CATEGORY

Poverty in Color: Race, Class and Television

by Center for Community Change | August 15, 2014 2:29 pm

Last week, NPR ran a story about who is poor on TV –and how some television shows depict poor people. Two of those shows were Good Times and The Wire, which both depict African-Americans living in poverty. On Good Times, we see a black family living in a Chicago housing project and, as the theme song says, are “scratchin’ and survivin’.” In The Wire, we see another, darker portrayal of poor urban Blacks, many of whom turn to gangs and drugs. The NPR piece looked at poverty on TV in general, but it is important to look at these portrayals through a racial lens.

Some people could say that Good Times was an example of poor Black people being exploited for laughter. But for many, this was the first time they were seeing an all-Black cast on a night time sitcom. Seeing that portrayal was important, particularly to show creator Norman Lear, who himself grew up during the Great Depression.  In that way, it did what no show had done before—give a glimpse to the experience of some Black people living in poverty. However, while necessary, it still did not tell the full story of the Black experience in America. “Good Times got positive reviews from the Black press; [many] said that it looked at the reality of black life,” Norman Lear said in an interview. “But after about a year and a half, people started to wonder why we weren’t looking at other aspects of Black life.”

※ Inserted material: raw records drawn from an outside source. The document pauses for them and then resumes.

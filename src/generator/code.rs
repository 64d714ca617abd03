//! Statement-list representation of synthesized code.
//!
//! Synthesizers build [`Block`]s; rendering to text happens once, at the end,
//! through [`Block::render`].

const INDENT: &str = "    ";

/// One emitted statement.
#[derive(Debug, Clone, PartialEq)]
pub enum Stmt {
    /// `let [mut] name [= value];`
    Let {
        name: String,
        mutable: bool,
        value: Option<String>,
    },
    /// `target = value;`
    Assign { target: String, value: String },
    /// `expr;`
    Expr(String),
    /// `if cond { .. } [else { .. }]`
    If {
        cond: String,
        then: Block,
        otherwise: Option<Block>,
    },
    /// `if let pattern = value { .. }`
    IfLet {
        pattern: String,
        value: String,
        then: Block,
    },
    /// `for pattern in iter { .. }`
    For {
        pattern: String,
        iter: String,
        body: Block,
    },
    /// `{ .. }`
    Scope(Block),
}

/// An ordered list of statements.
#[derive(Debug, Clone, Default, PartialEq)]
pub struct Block {
    stmts: Vec<Stmt>,
}

impl Block {
    #[must_use]
    pub fn new() -> Self {
        Self::default()
    }

    pub fn push(&mut self, stmt: Stmt) {
        self.stmts.push(stmt);
    }

    pub fn extend(&mut self, other: Block) {
        self.stmts.extend(other.stmts);
    }

    #[must_use]
    pub fn is_empty(&self) -> bool {
        self.stmts.is_empty()
    }

    #[must_use]
    pub fn len(&self) -> usize {
        self.stmts.len()
    }

    #[must_use]
    pub fn stmts(&self) -> &[Stmt] {
        &self.stmts
    }

    pub fn assign(&mut self, target: impl Into<String>, value: impl Into<String>) {
        self.push(Stmt::Assign {
            target: target.into(),
            value: value.into(),
        });
    }

    pub fn let_mut(&mut self, name: impl Into<String>, value: impl Into<String>) {
        self.push(Stmt::Let {
            name: name.into(),
            mutable: true,
            value: Some(value.into()),
        });
    }

    pub fn expr(&mut self, expr: impl Into<String>) {
        self.push(Stmt::Expr(expr.into()));
    }

    pub fn if_then(&mut self, cond: impl Into<String>, then: Block) {
        self.push(Stmt::If {
            cond: cond.into(),
            then,
            otherwise: None,
        });
    }

    pub fn if_let(&mut self, pattern: impl Into<String>, value: impl Into<String>, then: Block) {
        self.push(Stmt::IfLet {
            pattern: pattern.into(),
            value: value.into(),
            then,
        });
    }

    pub fn for_each(&mut self, pattern: impl Into<String>, iter: impl Into<String>, body: Block) {
        self.push(Stmt::For {
            pattern: pattern.into(),
            iter: iter.into(),
            body,
        });
    }

    /// Targets of every assignment in the block, nested ones included, in
    /// emission order.
    #[must_use]
    pub fn assignments(&self) -> Vec<&str> {
        let mut out = Vec::new();
        collect_assignments(self, &mut out);
        out
    }

    /// Render the block with every line indented `depth` levels.
    #[must_use]
    pub fn render(&self, depth: usize) -> String {
        let mut out = String::new();
        render_block(self, depth, &mut out);
        out
    }
}

fn collect_assignments<'a>(block: &'a Block, out: &mut Vec<&'a str>) {
    for stmt in &block.stmts {
        match stmt {
            Stmt::Assign { target, .. } => out.push(target),
            Stmt::If {
                then, otherwise, ..
            } => {
                collect_assignments(then, out);
                if let Some(otherwise) = otherwise {
                    collect_assignments(otherwise, out);
                }
            }
            Stmt::IfLet { then: body, .. } | Stmt::For { body, .. } | Stmt::Scope(body) => {
                collect_assignments(body, out);
            }
            Stmt::Let { .. } | Stmt::Expr(_) => {}
        }
    }
}

fn line(out: &mut String, pad: &str, text: &str) {
    out.push_str(pad);
    out.push_str(text);
    out.push('\n');
}

fn render_block(block: &Block, depth: usize, out: &mut String) {
    let pad = INDENT.repeat(depth);
    for stmt in &block.stmts {
        match stmt {
            Stmt::Let {
                name,
                mutable,
                value,
            } => {
                let kw = if *mutable { "let mut" } else { "let" };
                match value {
                    Some(v) => line(out, &pad, &format!("{kw} {name} = {v};")),
                    None => line(out, &pad, &format!("{kw} {name};")),
                }
            }
            Stmt::Assign { target, value } => line(out, &pad, &format!("{target} = {value};")),
            Stmt::Expr(expr) => line(out, &pad, &format!("{expr};")),
            Stmt::If {
                cond,
                then,
                otherwise,
            } => {
                line(out, &pad, &format!("if {cond} {{"));
                render_block(then, depth + 1, out);
                if let Some(otherwise) = otherwise {
                    line(out, &pad, "} else {");
                    render_block(otherwise, depth + 1, out);
                }
                line(out, &pad, "}");
            }
            Stmt::IfLet {
                pattern,
                value,
                then,
            } => {
                line(out, &pad, &format!("if let {pattern} = {value} {{"));
                render_block(then, depth + 1, out);
                line(out, &pad, "}");
            }
            Stmt::For {
                pattern,
                iter,
                body,
            } => {
                line(out, &pad, &format!("for {pattern} in {iter} {{"));
                render_block(body, depth + 1, out);
                line(out, &pad, "}");
            }
            Stmt::Scope(body) => {
                line(out, &pad, "{");
                render_block(body, depth + 1, out);
                line(out, &pad, "}");
            }
        }
    }
}

/// Source of unique temporary variable names within one synthesis call.
///
/// Each top-level call owns its own counter so repeated runs over the same
/// design produce identical output.
#[derive(Debug, Default)]
pub struct TempVars {
    count: usize,
}

impl TempVars {
    #[must_use]
    pub fn new() -> Self {
        Self::default()
    }

    /// Next name with the given prefix: `tmp1`, `tmp2`, ...
    pub fn next(&mut self, prefix: &str) -> String {
        self.count += 1;
        format!("{prefix}{}", self.count)
    }
}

In addition to showing how poverty effects youth, The Wire relied on another trope we often see – the bad Black mother. Whether the mother is absent due to drug abuse like in the case of Dukie, or when they are verbally abusing and forcing their child to join a gang and sell drugs in the case of De’Londa Brice. Perhaps there are youth who experienced this in cities like Baltimore, but it was a dangerous portrayal—especially when poor Black women are often painted in mainstream media as bad mothers. We saw this recently in the story of Shanesha Taylor, the woman who left her children in the car while she went to a job interview; and Debra Harrell, who was arrested after leaving her nine-year-old daughter in the nearby park so she could work her shift at McDonald’s. Our own First Lady Michelle Obama was also left making a hard decision—at the White House Summit on Working Families, she recounted the story of having to take her daughter with her on a job interview because she did not have child care. So often mainstream media tells us that Black women in general and working Black women in particular are bad mothers—forced to juggle responsibilities and “putting their kids first.”  It’s no surprise that television shows would tell us the same.

Seeing stories of Black people who did not live in poverty were scarce until the 80s, when The Cosby Show debuted. Cliff and Clair Huxtable were an upper-middle class, college educated family with five children—a powerful image that flew in the face of the Reagan-era myth of welfare queens and crackheads. In fact, the show was originally attended to be about a working class Black family, but Bill Cosby had a better idea:

But before the pilot was shot, Cosby returned to Carsey and Werner with a different idea: His character would be a doctor instead, and the show would be about an upper-class black family rather than a blue-collar one. […] The Huxtable clan grew from six members to seven when a new eldest daughter, Sondra (Sabrina LeBeauf), returned from college, an idea born of Cosby’s desire to show the family having successfully shepherded a child to a higher education. The producers hired Dr. Alvin Poussaint, a noted psychiatrist whose work focuses on the nuances of raising black children, to act as a consultant and give notes on scripts. The writing took shape around these new ideas, and the series found many of its episodes playing with ideas of how being raised by two successful, moneyed parents shaped the children, for better and for worse.

 
Later, A Different World showed another image of Black youth –this time as students at the fictional Hillman College. It was a direct response to the stereotype that Black youth weren’t interested in learning or going to college.  Telling the story of poor Black people in America like in Good Times were and still are important—but just as important was sending the message that not all Black people live the same way and are not a monolith.

When portraying poverty, class, and race in America on television, representation matters. A recent study found that 82% of African Americans surveyed feel that it is important that Blacks are viewed positively in the media. We can look to TV when it shows the barriers poor people face and makes them agents of their own story. The other key piece to full portrayals of poverty on TV is shared experiences such as child rearing or paying bills. Finally, they should name real things people want like time with their family and a comfortable life. CCC will continue to fight for policies that will help and not hurt those living in poverty, such as a higher minimum wage and Ban the Box laws. In addition, CCC has done extensive research on these key principles and the best portrayals have these priniciples intact.  The research confirms that we lack a sustained movement to address economic inequality because “we do not speak in human terms about…barriers and possibilities for those struggling to make ends meet.”  This was written in the context of social movements, but it holds true with TV portrayals of class and poverty as well.

Part of a positive portrayal starts with honest views about what it means to be Black and poor—and not so poor—in America. It also starts with being careful not to exploit the experience of poor Blacks as fodder for laughs.